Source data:
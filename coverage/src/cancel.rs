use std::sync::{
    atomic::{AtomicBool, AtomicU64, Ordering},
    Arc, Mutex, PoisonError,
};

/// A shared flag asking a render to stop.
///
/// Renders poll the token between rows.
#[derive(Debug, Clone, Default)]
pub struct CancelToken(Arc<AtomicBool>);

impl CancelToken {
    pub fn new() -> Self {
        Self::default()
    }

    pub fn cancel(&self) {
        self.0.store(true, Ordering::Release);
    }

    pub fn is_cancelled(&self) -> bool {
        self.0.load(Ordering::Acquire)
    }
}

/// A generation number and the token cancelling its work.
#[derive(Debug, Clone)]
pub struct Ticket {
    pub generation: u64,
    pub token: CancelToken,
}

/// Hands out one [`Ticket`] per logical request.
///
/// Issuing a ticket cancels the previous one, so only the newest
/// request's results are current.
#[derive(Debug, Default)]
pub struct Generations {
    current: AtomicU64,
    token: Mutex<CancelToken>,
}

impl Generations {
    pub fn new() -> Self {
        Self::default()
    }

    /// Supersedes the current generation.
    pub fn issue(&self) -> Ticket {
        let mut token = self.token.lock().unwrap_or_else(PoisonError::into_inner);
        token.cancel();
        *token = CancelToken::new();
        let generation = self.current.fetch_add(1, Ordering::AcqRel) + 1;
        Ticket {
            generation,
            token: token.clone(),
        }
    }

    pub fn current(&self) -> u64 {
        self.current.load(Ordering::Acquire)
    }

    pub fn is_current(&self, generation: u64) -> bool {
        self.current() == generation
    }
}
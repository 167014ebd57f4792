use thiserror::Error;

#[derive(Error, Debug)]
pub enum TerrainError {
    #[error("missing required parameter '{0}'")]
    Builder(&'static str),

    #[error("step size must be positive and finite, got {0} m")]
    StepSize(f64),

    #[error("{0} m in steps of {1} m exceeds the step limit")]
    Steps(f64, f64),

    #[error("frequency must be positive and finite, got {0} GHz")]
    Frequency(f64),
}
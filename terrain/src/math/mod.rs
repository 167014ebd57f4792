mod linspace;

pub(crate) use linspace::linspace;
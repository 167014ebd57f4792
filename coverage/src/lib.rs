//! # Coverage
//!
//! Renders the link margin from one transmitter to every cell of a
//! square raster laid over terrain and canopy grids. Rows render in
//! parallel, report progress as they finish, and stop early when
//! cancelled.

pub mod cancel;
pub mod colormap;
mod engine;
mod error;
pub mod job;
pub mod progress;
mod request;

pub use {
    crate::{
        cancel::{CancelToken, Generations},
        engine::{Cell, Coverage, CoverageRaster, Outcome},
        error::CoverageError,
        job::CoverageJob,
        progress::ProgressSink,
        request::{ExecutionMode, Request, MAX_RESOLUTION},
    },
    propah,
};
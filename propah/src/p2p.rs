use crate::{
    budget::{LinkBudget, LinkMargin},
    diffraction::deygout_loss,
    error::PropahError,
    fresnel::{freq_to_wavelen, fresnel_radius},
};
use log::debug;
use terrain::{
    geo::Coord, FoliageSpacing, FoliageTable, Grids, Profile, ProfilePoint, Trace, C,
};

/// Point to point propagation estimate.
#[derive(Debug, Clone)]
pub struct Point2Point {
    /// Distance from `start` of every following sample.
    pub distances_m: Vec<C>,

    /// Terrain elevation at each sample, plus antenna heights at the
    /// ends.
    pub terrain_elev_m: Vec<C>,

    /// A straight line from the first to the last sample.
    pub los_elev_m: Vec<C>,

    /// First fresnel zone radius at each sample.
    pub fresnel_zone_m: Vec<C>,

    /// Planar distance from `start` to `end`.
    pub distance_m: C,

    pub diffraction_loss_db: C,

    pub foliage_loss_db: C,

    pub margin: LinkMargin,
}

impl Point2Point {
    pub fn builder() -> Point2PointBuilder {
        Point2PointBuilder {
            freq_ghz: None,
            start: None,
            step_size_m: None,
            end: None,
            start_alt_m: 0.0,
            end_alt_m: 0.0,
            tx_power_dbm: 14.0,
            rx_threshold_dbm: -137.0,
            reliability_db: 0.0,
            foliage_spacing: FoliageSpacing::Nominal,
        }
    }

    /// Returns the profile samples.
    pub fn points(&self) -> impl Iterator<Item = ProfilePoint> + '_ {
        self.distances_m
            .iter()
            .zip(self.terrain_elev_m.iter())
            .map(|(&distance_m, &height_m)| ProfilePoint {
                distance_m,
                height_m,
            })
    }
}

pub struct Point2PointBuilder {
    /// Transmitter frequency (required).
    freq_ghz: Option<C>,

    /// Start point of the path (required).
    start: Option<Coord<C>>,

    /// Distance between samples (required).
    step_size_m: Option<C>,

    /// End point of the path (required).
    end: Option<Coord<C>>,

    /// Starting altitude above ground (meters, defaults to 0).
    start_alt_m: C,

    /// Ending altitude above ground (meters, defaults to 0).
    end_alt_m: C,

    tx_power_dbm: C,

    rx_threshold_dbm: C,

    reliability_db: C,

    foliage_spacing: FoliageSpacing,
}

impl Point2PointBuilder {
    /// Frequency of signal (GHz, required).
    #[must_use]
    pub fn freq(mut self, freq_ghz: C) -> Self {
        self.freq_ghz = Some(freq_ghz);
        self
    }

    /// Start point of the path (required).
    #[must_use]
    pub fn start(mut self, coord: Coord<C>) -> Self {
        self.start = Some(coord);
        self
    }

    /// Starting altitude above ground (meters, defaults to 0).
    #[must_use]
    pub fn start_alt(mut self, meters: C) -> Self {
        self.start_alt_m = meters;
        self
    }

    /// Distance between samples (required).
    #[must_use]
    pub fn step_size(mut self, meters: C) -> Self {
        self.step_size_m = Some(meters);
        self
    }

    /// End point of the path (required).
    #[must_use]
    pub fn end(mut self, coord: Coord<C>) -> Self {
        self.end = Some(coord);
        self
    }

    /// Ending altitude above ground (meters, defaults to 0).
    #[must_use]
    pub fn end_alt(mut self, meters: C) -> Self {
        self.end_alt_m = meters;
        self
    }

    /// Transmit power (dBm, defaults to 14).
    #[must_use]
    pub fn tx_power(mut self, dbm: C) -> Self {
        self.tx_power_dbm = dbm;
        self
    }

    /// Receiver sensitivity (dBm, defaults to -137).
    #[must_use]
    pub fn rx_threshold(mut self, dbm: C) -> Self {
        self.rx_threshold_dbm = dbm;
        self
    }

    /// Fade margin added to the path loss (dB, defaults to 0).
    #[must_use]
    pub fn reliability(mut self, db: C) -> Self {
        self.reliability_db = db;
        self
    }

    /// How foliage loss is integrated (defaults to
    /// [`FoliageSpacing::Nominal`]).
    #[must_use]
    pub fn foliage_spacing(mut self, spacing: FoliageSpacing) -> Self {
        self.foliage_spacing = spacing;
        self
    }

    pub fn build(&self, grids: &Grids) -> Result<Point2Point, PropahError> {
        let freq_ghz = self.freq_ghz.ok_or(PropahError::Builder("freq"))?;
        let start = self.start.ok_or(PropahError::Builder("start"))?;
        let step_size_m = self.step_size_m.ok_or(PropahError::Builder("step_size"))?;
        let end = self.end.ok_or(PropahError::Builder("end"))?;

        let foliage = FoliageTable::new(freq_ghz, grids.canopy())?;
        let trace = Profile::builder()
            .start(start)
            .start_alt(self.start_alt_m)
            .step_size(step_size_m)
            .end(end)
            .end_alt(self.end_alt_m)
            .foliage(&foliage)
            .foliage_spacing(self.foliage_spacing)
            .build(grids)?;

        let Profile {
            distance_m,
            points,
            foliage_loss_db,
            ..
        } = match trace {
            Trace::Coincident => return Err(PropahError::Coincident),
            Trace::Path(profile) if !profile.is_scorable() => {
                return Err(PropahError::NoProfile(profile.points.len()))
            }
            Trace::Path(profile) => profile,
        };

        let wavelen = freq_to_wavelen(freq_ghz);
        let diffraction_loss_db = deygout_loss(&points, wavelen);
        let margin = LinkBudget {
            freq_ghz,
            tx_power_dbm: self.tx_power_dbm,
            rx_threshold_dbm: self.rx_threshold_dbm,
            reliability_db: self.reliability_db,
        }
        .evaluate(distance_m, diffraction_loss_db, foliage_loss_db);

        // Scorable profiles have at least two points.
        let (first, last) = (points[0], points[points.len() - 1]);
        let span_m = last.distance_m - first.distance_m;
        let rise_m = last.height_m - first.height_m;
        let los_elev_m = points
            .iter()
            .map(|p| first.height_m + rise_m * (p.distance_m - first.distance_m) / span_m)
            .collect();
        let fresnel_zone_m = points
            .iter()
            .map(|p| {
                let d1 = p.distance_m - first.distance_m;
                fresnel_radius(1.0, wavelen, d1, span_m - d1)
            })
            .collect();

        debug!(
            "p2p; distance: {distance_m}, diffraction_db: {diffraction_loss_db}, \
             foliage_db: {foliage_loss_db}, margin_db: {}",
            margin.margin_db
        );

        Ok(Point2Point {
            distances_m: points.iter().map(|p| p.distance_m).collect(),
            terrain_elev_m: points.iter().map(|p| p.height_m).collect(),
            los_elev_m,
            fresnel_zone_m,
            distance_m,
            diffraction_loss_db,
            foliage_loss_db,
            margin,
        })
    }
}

...

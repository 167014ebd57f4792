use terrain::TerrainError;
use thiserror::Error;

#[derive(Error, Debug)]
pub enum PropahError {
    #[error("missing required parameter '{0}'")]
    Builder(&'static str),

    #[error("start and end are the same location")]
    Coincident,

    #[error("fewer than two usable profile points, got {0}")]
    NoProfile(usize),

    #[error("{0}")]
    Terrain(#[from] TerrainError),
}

---

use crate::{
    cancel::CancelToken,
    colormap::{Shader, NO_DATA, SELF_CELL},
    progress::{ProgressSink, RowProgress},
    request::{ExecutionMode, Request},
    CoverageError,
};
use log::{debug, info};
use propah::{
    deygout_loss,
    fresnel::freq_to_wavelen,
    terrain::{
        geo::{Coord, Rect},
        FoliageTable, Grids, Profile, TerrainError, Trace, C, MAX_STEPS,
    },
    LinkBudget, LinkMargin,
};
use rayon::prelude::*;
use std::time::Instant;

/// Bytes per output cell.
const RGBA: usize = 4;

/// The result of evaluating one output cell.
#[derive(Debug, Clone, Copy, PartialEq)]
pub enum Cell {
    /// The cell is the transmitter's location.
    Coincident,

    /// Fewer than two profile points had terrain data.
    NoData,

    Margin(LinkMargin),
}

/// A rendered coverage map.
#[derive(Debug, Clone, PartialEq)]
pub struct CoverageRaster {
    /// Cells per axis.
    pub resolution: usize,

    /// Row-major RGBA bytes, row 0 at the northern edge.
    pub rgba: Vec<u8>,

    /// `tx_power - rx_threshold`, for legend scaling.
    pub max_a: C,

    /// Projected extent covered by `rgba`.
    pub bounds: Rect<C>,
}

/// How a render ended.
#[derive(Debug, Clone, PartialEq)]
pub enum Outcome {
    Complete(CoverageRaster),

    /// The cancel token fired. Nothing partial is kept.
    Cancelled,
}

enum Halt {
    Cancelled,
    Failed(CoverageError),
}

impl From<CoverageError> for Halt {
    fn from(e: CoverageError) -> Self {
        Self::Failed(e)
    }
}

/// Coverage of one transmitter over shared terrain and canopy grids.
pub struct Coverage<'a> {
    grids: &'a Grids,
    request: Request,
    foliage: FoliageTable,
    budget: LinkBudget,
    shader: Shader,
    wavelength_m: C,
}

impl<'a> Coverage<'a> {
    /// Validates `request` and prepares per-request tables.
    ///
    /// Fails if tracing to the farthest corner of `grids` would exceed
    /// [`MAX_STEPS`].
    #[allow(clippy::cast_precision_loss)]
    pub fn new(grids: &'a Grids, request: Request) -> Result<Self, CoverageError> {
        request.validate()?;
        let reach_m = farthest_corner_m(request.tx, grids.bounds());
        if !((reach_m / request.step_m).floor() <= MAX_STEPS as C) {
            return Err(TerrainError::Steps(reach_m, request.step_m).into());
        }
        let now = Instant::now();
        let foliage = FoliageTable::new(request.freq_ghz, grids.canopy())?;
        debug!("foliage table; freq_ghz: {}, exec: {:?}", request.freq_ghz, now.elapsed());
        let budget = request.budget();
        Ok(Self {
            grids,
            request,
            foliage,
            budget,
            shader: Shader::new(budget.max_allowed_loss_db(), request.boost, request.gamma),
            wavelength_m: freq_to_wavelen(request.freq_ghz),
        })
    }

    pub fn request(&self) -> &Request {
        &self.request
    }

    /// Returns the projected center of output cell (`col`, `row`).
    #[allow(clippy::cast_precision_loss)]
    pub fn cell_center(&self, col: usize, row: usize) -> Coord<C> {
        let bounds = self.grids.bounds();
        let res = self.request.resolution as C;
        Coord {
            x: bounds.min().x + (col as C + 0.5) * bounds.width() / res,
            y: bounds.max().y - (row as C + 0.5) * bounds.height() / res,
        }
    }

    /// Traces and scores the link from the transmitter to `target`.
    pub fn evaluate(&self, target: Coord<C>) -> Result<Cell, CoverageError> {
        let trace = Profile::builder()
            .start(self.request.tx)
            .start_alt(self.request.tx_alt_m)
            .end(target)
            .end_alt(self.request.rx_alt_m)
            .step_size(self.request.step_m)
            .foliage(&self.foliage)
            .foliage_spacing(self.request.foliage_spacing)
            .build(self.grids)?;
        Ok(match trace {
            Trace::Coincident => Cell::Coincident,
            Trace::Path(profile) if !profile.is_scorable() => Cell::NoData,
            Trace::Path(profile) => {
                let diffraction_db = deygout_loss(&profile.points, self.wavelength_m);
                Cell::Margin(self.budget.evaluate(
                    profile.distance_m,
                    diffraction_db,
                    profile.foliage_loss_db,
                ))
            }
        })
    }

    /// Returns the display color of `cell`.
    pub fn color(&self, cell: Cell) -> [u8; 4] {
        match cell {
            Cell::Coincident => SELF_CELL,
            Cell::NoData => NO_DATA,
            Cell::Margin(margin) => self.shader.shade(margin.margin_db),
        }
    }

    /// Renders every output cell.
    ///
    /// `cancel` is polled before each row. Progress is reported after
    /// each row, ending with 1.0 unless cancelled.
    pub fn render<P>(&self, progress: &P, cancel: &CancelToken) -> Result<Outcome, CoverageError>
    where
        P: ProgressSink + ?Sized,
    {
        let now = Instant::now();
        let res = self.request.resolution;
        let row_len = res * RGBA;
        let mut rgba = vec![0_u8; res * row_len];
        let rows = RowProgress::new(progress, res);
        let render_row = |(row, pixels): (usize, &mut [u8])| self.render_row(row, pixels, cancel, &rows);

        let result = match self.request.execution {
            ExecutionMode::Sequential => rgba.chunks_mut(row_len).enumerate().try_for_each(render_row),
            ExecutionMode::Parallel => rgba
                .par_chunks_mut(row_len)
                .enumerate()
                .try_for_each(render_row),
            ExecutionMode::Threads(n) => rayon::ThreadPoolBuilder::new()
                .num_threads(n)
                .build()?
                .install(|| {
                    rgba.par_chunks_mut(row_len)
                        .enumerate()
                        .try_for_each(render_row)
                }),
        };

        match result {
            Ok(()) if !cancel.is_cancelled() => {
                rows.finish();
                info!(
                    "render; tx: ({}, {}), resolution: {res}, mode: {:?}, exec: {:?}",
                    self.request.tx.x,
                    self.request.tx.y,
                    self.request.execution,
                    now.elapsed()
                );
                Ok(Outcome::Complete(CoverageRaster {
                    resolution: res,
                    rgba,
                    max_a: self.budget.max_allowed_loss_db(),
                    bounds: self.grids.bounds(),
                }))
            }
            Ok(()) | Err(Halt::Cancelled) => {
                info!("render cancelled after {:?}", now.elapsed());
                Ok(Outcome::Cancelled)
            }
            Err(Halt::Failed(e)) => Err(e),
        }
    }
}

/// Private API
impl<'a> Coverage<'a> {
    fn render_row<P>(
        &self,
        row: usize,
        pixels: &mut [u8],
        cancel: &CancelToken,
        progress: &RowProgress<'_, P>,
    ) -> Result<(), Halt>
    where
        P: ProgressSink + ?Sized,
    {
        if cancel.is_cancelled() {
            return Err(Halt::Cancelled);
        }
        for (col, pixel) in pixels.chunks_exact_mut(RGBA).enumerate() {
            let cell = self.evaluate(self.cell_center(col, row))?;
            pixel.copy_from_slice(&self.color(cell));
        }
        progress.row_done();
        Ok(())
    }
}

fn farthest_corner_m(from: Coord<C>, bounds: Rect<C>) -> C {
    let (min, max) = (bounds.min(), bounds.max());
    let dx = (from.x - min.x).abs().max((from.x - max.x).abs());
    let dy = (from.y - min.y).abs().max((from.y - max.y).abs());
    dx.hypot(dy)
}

Problem to solve -> Each line of the entries where the string "elapsed" occurs should be shown.

Task response ->
        debug!("foliage table; freq_ghz: {}, exec: {:?}", request.freq_ghz, now.elapsed());
                    now.elapsed()
                info!("render cancelled after {:?}", now.elapsed());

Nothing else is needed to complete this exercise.